GOAL OF THE EXERCISE: Keep every character as it is and output all of the records.

-- DATA follows --

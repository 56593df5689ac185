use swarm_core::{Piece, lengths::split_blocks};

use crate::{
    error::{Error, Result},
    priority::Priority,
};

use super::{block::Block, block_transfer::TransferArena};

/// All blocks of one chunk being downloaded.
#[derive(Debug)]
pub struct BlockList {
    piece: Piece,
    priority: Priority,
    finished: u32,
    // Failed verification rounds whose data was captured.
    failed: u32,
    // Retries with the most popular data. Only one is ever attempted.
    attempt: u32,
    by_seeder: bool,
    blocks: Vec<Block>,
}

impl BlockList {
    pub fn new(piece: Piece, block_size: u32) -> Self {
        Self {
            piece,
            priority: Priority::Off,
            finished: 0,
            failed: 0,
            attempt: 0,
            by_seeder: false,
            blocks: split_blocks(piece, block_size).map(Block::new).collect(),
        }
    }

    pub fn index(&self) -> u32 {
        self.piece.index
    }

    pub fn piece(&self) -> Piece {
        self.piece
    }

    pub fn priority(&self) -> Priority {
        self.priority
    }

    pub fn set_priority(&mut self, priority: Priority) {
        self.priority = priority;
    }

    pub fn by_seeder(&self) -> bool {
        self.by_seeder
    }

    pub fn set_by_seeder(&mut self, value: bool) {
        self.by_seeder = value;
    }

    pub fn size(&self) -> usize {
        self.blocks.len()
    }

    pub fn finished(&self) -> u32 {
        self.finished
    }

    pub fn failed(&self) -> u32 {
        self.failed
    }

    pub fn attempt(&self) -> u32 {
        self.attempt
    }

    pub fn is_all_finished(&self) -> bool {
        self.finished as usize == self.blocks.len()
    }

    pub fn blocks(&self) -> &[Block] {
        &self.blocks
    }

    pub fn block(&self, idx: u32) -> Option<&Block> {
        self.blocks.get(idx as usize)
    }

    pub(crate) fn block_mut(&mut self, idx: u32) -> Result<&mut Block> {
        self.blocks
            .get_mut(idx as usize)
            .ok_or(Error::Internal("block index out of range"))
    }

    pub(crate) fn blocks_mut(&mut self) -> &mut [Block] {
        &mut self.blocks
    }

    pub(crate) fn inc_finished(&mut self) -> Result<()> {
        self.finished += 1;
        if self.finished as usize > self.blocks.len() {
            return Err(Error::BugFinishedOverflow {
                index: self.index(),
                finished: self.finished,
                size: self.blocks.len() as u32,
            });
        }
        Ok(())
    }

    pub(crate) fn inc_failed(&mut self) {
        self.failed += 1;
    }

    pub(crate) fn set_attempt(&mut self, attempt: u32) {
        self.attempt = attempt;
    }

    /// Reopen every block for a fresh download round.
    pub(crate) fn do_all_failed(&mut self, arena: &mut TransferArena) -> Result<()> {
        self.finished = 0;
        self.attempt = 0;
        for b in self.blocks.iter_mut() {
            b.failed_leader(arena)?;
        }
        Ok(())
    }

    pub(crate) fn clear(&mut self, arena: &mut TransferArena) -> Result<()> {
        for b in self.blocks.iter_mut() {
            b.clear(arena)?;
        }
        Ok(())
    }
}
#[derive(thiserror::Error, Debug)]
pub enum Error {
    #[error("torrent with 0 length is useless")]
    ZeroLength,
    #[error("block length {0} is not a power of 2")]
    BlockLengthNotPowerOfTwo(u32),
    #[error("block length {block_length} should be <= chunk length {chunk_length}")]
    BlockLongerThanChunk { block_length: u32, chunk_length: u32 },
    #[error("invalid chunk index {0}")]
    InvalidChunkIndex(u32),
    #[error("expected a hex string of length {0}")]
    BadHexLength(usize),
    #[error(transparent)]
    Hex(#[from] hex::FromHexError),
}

-- DATA concluded --

RESPONSE AREA:
repository 56593df5689ac185
use swarm_core::{Piece, lengths::split_blocks};

use crate::{
    error::{Error, Result},
    priority::Priority,
};

use super::{block::Block, block_transfer::TransferArena};

/// All blocks of one chunk being downloaded.
#[derive(Debug)]
pub struct BlockList {
    piece: Piece,
    priority: Priority,
    finished: u32,
    // Failed verification rounds whose data was captured.
    failed: u32,
    // Retries with the most popular data. Only one is ever attempted.
    attempt: u32,
    by_seeder: bool,
    blocks: Vec<Block>,
}

impl BlockList {
    pub fn new(piece: Piece, block_size: u32) -> Self {
        Self {
            piece,
            priority: Priority::Off,
            finished: 0,
            failed: 0,
            attempt: 0,
            by_seeder: false,
            blocks: split_blocks(piece, block_size).map(Block::new).collect(),
        }
    }

    pub fn index(&self) -> u32 {
        self.piece.index
    }

    pub fn piece(&self) -> Piece {
        self.piece
    }

    pub fn priority(&self) -> Priority {
        self.priority
    }

    pub fn set_priority(&mut self, priority: Priority) {
        self.priority = priority;
    }

    pub fn by_seeder(&self) -> bool {
        self.by_seeder
    }

    pub fn set_by_seeder(&mut self, value: bool) {
        self.by_seeder = value;
    }

    pub fn size(&self) -> usize {
        self.blocks.len()
    }

    pub fn finished(&self) -> u32 {
        self.finished
    }

    pub fn failed(&self) -> u32 {
        self.failed
    }

    pub fn attempt(&self) -> u32 {
        self.attempt
    }

    pub fn is_all_finished(&self) -> bool {
        self.finished as usize == self.blocks.len()
    }

    pub fn blocks(&self) -> &[Block] {
        &self.blocks
    }

    pub fn block(&self, idx: u32) -> Option<&Block> {
        self.blocks.get(idx as usize)
    }

    pub(crate) fn block_mut(&mut self, idx: u32) -> Result<&mut Block> {
        self.blocks
            .get_mut(idx as usize)
            .ok_or(Error::Internal("block index out of range"))
    }

    pub(crate) fn blocks_mut(&mut self) -> &mut [Block] {
        &mut self.blocks
    }

    pub(crate) fn inc_finished(&mut self) -> Result<()> {
        self.finished += 1;
        if self.finished as usize > self.blocks.len() {
            return Err(Error::BugFinishedOverflow {
                index: self.index(),
                finished: self.finished,
                size: self.blocks.len() as u32,
            });
        }
        Ok(())
    }

    pub(crate) fn inc_failed(&mut self) {
        self.failed += 1;
    }

    pub(crate) fn set_attempt(&mut self, attempt: u32) {
        self.attempt = attempt;
    }

    /// Reopen every block for a fresh download round.
    pub(crate) fn do_all_failed(&mut self, arena: &mut TransferArena) -> Result<()> {
        self.finished = 0;
        self.attempt = 0;
        for b in self.blocks.iter_mut() {
            b.failed_leader(arena)?;
        }
        Ok(())
    }

    pub(crate) fn clear(&mut self, arena: &mut TransferArena) -> Result<()> {
        for b in self.blocks.iter_mut() {
            b.clear(arena)?;
        }
        Ok(())
    }
}
#[derive(thiserror::Error, Debug)]
pub enum Error {
    #[error("torrent with 0 length is useless")]
    ZeroLength,
    #[error("block length {0} is not a power of 2")]
    BlockLengthNotPowerOfTwo(u32),
    #[error("block length {block_length} should be <= chunk length {chunk_length}")]
    BlockLongerThanChunk { block_length: u32, chunk_length: u32 },
    #[error("invalid chunk index {0}")]
    InvalidChunkIndex(u32),
    #[error("expected a hex string of length {0}")]
    BadHexLength(usize),
    #[error(transparent)]
    Hex(#[from] hex::FromHexError),
}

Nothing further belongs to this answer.